Forscher prognostizieren Beschäftigungsverluste durch Fachkräftemangel
Da Technologieunternehmen, Forschungseinrichtungen oder innovative Dienstleister nicht nur Jobs für Hochqualifizierte schaffen, sondern auch für weniger qualifizierte Erwerbstätige, könnte der sich abzeichnende Fachkräftemangel zu massiven Arbeitsplatzeinbußen führen, prognostiziert das Beratungsunternehmen PwC.
Der demografische Wandel und ein sich abzeichnender Fachkräftemangel werden bis 2020 in fast vier von zehn deutschen Landkreisen zu Beschäftigungsverlusten führen.

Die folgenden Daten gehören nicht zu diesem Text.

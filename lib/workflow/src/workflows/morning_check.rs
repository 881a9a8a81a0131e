//! Morning planning: generate the day plan, store it, return it.

use super::{document_key, put_document, unexpected_step};
use crate::activity::builtin::GENERATE_DAY_PLAN;
use crate::definition::{WorkflowDefinition, decode_input};
use crate::kind::WorkflowKind;
use crate::step::{Step, StepHistory};
use serde::{Deserialize, Serialize};
use serde_json::{Value as JsonValue, json};

/// Collection holding day plans, keyed `<user>:<date>`.
pub const PLANS_COLLECTION: &str = "plans";

const DAY_START_MINUTES: u32 = 9 * 60;
const BREAK_MINUTES: u32 = 15;
const MAX_BLOCKS: usize = 3;

/// Input of a morning check.
#[derive(Debug, Clone, PartialEq, Eq, Serialize, Deserialize)]
pub struct MorningCheckInput {
    pub user_id: String,
    /// ISO date of the planned day.
    pub date: String,
    #[serde(default)]
    pub morning_reflection: String,
    /// Self-reported energy, 1 to 5.
    pub energy_level: u8,
    #[serde(default)]
    pub priorities: Vec<String>,
}

/// A planned block of focused work.
#[derive(Debug, Clone, PartialEq, Eq, Serialize, Deserialize)]
pub struct FocusBlock {
    pub block_id: String,
    pub title: String,
    pub description: String,
    /// Local time, `HH:MM`.
    pub start_time: String,
    pub end_time: String,
    pub duration_minutes: u32,
}

/// A recurring habit slotted into the day.
#[derive(Debug, Clone, PartialEq, Eq, Serialize, Deserialize)]
pub struct Routine {
    pub name: String,
    pub time: String,
    pub duration_minutes: u32,
}

/// The generated plan for one day.
#[derive(Debug, Clone, PartialEq, Eq, Serialize, Deserialize)]
pub struct DayPlan {
    pub focus_blocks: Vec<FocusBlock>,
    pub routines: Vec<Routine>,
    pub micro_tips: Vec<String>,
}

impl DayPlan {
    /// Lays out focus blocks for the input's priorities.
    ///
    /// One block per priority (at most three, at least one) starting at
    /// 09:00, separated by 15 minute breaks. Block length follows energy:
    /// 90 minutes at 4 or more, 60 at 3, 45 below.
    #[must_use]
    pub fn build(input: &MorningCheckInput, micro_tips: Vec<String>) -> Self {
        let duration = block_minutes(input.energy_level);
        let mut titles: Vec<&str> = input
            .priorities
            .iter()
            .map(|p| p.trim())
            .filter(|p| !p.is_empty())
            .take(MAX_BLOCKS)
            .collect();
        if titles.is_empty() {
            titles.push("Deep Work Session");
        }

        let mut start = DAY_START_MINUTES;
        let focus_blocks = titles
            .into_iter()
            .enumerate()
            .map(|(i, title)| {
                let end = start + duration;
                let block = FocusBlock {
                    block_id: format!("block-{}", i + 1),
                    title: title.to_string(),
                    description: format!("Focus on: {title}"),
                    start_time: clock_time(start),
                    end_time: clock_time(end),
                    duration_minutes: duration,
                };
                start = end + BREAK_MINUTES;
                block
            })
            .collect();

        Self {
            focus_blocks,
            routines: vec![
                Routine {
                    name: "Morning Stretch".to_string(),
                    time: "08:45".to_string(),
                    duration_minutes: 15,
                },
                Routine {
                    name: "Afternoon Break".to_string(),
                    time: "15:00".to_string(),
                    duration_minutes: 10,
                },
            ],
            micro_tips,
        }
    }
}

fn block_minutes(energy_level: u8) -> u32 {
    match energy_level {
        4..=u8::MAX => 90,
        3 => 60,
        _ => 45,
    }
}

fn clock_time(minutes: u32) -> String {
    format!("{:02}:{:02}", (minutes / 60) % 24, minutes % 60)
}

/// Morning check workflow.
#[derive(Debug, Clone, Copy, Default)]
pub struct MorningCheck;

impl WorkflowDefinition for MorningCheck {
    fn kind(&self) -> &str {
        WorkflowKind::MorningCheck.as_str()
    }

    fn next_step(&self, input: &JsonValue, history: &StepHistory) -> Step {
        let input: MorningCheckInput = match decode_input(input) {
            Ok(input) => input,
            Err(step) => return step,
        };

        match history.len() {
            0 => Step::activity(GENERATE_DAY_PLAN, &input),
            1 => {
                if let Some(failure) = history.failure(0) {
                    return Step::fail(format!("day plan generation failed: {failure}"));
                }
                let plan = match history.result::<DayPlan>(0) {
                    Ok(plan) => plan,
                    Err(reason) => return Step::fail(reason),
                };
                put_document(
                    PLANS_COLLECTION,
                    document_key(&input.user_id, &input.date),
                    json!({
                        "type": "day_plan",
                        "user_id": input.user_id,
                        "date": input.date,
                        "plan": plan,
                    }),
                )
            }
            2 => {
                if let Some(failure) = history.failure(1) {
                    return Step::fail(format!("storing the day plan failed: {failure}"));
                }
                match history.result::<JsonValue>(0) {
                    Ok(plan) => Step::complete(&json!({
                        "success": true,
                        "plan": plan,
                        "message": "Morning check completed and plan generated successfully",
                    })),
                    Err(reason) => Step::fail(reason),
                }
            }
            n => unexpected_step(self.kind(), n),
        }
    }
}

Das geht aus einer Studie hervor, die das Beratungsunternehmen PwC zusammen mit dem Hamburger Weltwirtschaftsinstitut erstellt hat. Vor allem in Ostdeutschland sowie in strukturschwachen westdeutschen Regionen drohen demnach massive Einbußen, wenn die Investitionen in Bildung und Qualifizierung dort nicht deutlich gesteigert würden.
"Technologieunternehmen, Forschungseinrichtungen oder innovative Dienstleister schaffen nicht nur Jobs für Hochqualifizierte, sondern auch für durchschnittlich und gering qualifizierte Erwerbstätige", kommentierte PwC-Vorstand Wolfgang Wagner laut einer Mitteilung. Unternehmen wissensorientierter Branchen siedelten sich aber nur in Regionen an, in denen es entweder ausreichend hochqualifizierte Arbeitskräfte oder zumindest attraktive Lebens- und Arbeitsbedingungen gibt, sodass Hochqualifizierte aus anderen Regionen zuwandern.

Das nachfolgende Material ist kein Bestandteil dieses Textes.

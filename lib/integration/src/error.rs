//! Error types for the integration crate.
//!
//! - `StoreError`: failures from document store operations
//! - `NotifyError`: failures delivering a notification

use std::fmt;

/// Errors from document store operations.
#[derive(Debug, Clone, PartialEq, Eq)]
pub enum StoreError {
    /// The backing store could not be reached.
    Unavailable { reason: String },
    /// A query or write was rejected by the store.
    OperationFailed {
        collection: String,
        operation: &'static str,
        reason: String,
    },
    /// A stored document could not be decoded.
    InvalidDocument { collection: String, key: String },
}

impl StoreError {
    /// Returns true if retrying the operation may succeed.
    #[must_use]
    pub fn is_transient(&self) -> bool {
        matches!(self, Self::Unavailable { .. })
    }
}

impl fmt::Display for StoreError {
    fn fmt(&self, f: &mut fmt::Formatter<'_>) -> fmt::Result {
        match self {
            Self::Unavailable { reason } => write!(f, "document store unavailable: {reason}"),
            Self::OperationFailed {
                collection,
                operation,
                reason,
            } => write!(f, "{operation} on '{collection}' failed: {reason}"),
            Self::InvalidDocument { collection, key } => {
                write!(f, "invalid document '{key}' in '{collection}'")
            }
        }
    }
}

impl std::error::Error for StoreError {}

/// Errors from notification delivery.
#[derive(Debug, Clone, PartialEq, Eq)]
pub enum NotifyError {
    /// Delivery channel is temporarily unavailable.
    Unavailable { reason: String },
    /// The notification was rejected.
    Rejected { reason: String },
}

impl NotifyError {
    /// Returns true if retrying delivery may succeed.
    #[must_use]
    pub fn is_transient(&self) -> bool {
        matches!(self, Self::Unavailable { .. })
    }
}

impl fmt::Display for NotifyError {
    fn fmt(&self, f: &mut fmt::Formatter<'_>) -> fmt::Result {
        match self {
            Self::Unavailable { reason } => write!(f, "notification channel unavailable: {reason}"),
            Self::Rejected { reason } => write!(f, "notification rejected: {reason}"),
        }
    }
}

impl std::error::Error for NotifyError {}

In der Studie wird die Beschäftigungsentwicklung für 413 deutsche Kreise und Städte abhängig von den regional verfügbaren hochqualifizierten Arbeitskräften sowie der verbundenen Bruttowertschöpfung und Produktivitätsentwicklung in drei Szenarien prognostiziert. Laut Basisszenario dürfte insbesondere in den westdeutschen Metropolregionen die Zahl der Erwerbstätigen deutlich steigen. In strukturschwachen Regionen drohen aber laut Studie "dramatische Beschäftigungsverluste". Insgesamt erlitten in diesem Szenario 158 der 413 Kreise und kreisfreien Städte in Deutschland Beschäftigungsverluste. Diese Entwicklung betreffe 63 von 87 ostdeutschen Kreisen und 95 von 326 westdeutschen Kreisen.

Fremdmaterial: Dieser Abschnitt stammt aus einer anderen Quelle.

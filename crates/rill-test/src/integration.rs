//! End-to-end propagation suite
//!
//! Drives a real [`Source`] and a reference model with the same operation
//! sequence and compares history and per-sink recordings after every step.
//! Shared by the property tests below and by the fuzz targets.

use std::collections::VecDeque;
use std::fmt;

use rill_core::{BufferSize, Connection, Event, Source, SourceOptions, SourceResult};

use crate::Recorder;

// ============================================================================
// OPERATIONS
// ============================================================================

/// One step applied to the source under test
#[derive(Clone, Copy, Debug, PartialEq, Eq)]
pub enum Op {
    Push(u8),
    Close,
    /// Connect a fresh recorder
    Connect,
    /// Disconnect the n-th recorder ever connected (wraps around)
    Disconnect(usize),
}

/// Model and real source disagree
#[derive(Clone, Debug, PartialEq, Eq)]
pub struct Divergence {
    pub step: usize,
    pub op: Op,
    pub detail: String,
}

impl fmt::Display for Divergence {
    fn fmt(&self, f: &mut fmt::Formatter<'_>) -> fmt::Result {
        write!(f, "step {} ({:?}): {}", self.step, self.op, self.detail)
    }
}

impl std::error::Error for Divergence {}

// ============================================================================
// REFERENCE MODEL
// ============================================================================

#[derive(Debug)]
struct ModelSink {
    expected: Vec<Event<u8>>,
    connected: bool,
}

/// Straight-line description of what a source must do
#[derive(Debug)]
struct Model {
    options: SourceOptions,
    history: VecDeque<Event<u8>>,
    closed: bool,
    sinks: Vec<ModelSink>,
}

impl Model {
    fn new(options: SourceOptions) -> Self {
        Self {
            options,
            history: VecDeque::new(),
            closed: false,
            sinks: Vec::new(),
        }
    }

    fn live(&mut self) -> impl Iterator<Item = &mut ModelSink> {
        self.sinks.iter_mut().filter(|s| s.connected)
    }

    fn push(&mut self, value: u8) {
        if self.closed {
            return;
        }
        if !self.options.use_common_stream {
            self.history.push_back(Event::Value(value));
            if let BufferSize::Bounded(n) = self.options.buffer_size {
                if self.history.len() < n {
                    self.history.pop_front();
                }
            }
        }
        for sink in self.live() {
            sink.expected.push(Event::Value(value));
        }
    }

    fn close(&mut self) {
        if !self.options.use_common_stream {
            self.history.push_back(Event::Close);
        }
        self.closed = true;
        for sink in self.live() {
            sink.expected.push(Event::Close);
        }
    }

    fn connect(&mut self) {
        let mut expected = Vec::new();
        if !self.options.use_common_stream {
            for event in &self.history {
                expected.push(event.clone());
                if event.is_close() {
                    break;
                }
            }
        }
        self.sinks.push(ModelSink {
            expected,
            connected: true,
        });
    }

    fn disconnect(&mut self, index: usize) {
        self.sinks[index].connected = false;
    }
}

// ============================================================================
// SCENARIO
// ============================================================================

/// A source under test, its recorders and the model it must follow
pub struct Scenario {
    source: Source<u8>,
    sinks: Vec<(Recorder<u8>, Connection<u8>)>,
    model: Model,
    steps: usize,
}

impl Scenario {
    pub fn new(options: SourceOptions) -> Self {
        Self {
            source: Source::new(options),
            sinks: Vec::new(),
            model: Model::new(options),
            steps: 0,
        }
    }

    pub fn source(&self) -> &Source<u8> {
        &self.source
    }

    /// Recorders in connection order
    pub fn recorders(&self) -> impl Iterator<Item = &Recorder<u8>> {
        self.sinks.iter().map(|(recorder, _)| recorder)
    }

    /// Apply one operation to both sides
    pub fn apply(&mut self, op: Op) -> SourceResult<()> {
        self.steps += 1;
        match op {
            Op::Push(value) => {
                self.model.push(value);
                self.source.push(value)?;
            }
            Op::Close => {
                self.model.close();
                self.source.close()?;
            }
            Op::Connect => {
                self.model.connect();
                let recorder = Recorder::new();
                let connection = self.source.connect(recorder.clone())?;
                self.sinks.push((recorder, connection));
            }
            Op::Disconnect(n) => {
                if !self.sinks.is_empty() {
                    let index = n % self.sinks.len();
                    self.model.disconnect(index);
                    self.sinks[index].1.disconnect();
                }
            }
        }
        Ok(())
    }

    /// Compare the real source against the model
    pub fn check(&self, op: Op) -> Result<(), Divergence> {
        let diverged = |detail: String| Divergence {
            step: self.steps,
            op,
            detail,
        };

        let history = self.source.history();
        let expected: Vec<_> = self.model.history.iter().cloned().collect();
        if history != expected {
            return Err(diverged(format!(
                "history {history:?}, expected {expected:?}"
            )));
        }

        if self.source.is_closed() != self.model.closed {
            return Err(diverged(format!(
                "closed = {}, expected {}",
                self.source.is_closed(),
                self.model.closed
            )));
        }

        let live = self.model.sinks.iter().filter(|s| s.connected).count();
        if self.source.connection_count() != live {
            return Err(diverged(format!(
                "{} connections, expected {live}",
                self.source.connection_count()
            )));
        }

        for (index, ((recorder, _), model)) in self.sinks.iter().zip(&self.model.sinks).enumerate() {
            let seen = recorder.events();
            if seen != model.expected {
                return Err(diverged(format!(
                    "sink {index} saw {seen:?}, expected {:?}",
                    model.expected
                )));
            }
        }

        Ok(())
    }

    /// Apply and check every operation in turn
    pub fn run(options: SourceOptions, ops: &[Op]) -> Result<Scenario, Divergence> {
        let mut scenario = Scenario::new(options);
        for &op in ops {
            if let Err(err) = scenario.apply(op) {
                return Err(Divergence {
                    step: scenario.steps,
                    op,
                    detail: format!("recorder sink failed: {err}"),
                });
            }
            scenario.check(op)?;
        }
        Ok(scenario)
    }
}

Wenn durch gezielte Bildungsinvestitionen die Zahl der Hochqualifizierten in allen Regionen gleichmäßig um 1,9 Prozent jährlich erhöht würde, könnte die Beschäftigungsbilanz deutlich positiver ausfallen, heißt es in der Studie. Die Zahl der Kreise mit rückläufiger Erwerbstätigenzahl würde in dieser Modellrechnung von 158 auf 143 sinken. Zudem würde der Rückgang in vielen Regionen deutlich abgeschwächt. Es sei aber nicht auszuschließen, dass sich der Anteil Hochqualifizierter in den kommenden Jahren durch Abwanderung weiter zu Lasten strukturschwacher Regionen verändert.
Für andere Forscher ist allerdings fraglich, ob es überhaupt einen Fachkräftemangel gibt. Das Deutsche Institut für Wirtschaftsforschung (DIW) beispielsweise hat im November eine Studie zur Entwicklung des Fachkräftebedarfs vorgestellt. Demnach ließen sich für ein generell knappes Fachkräfteangebot "keine Belege finden". Im Gegenteil bildeten etwa die kaum gestiegenen Löhne ein Indiz dagegen, dass so etwas wie ein Wettbewerb um Fachkräfte bei den Unternehmen eingesetzt habe. Auch sei die Zahl von qualifizierten Arbeitslosen höher als die Zahl der offenen Stellen. (anw)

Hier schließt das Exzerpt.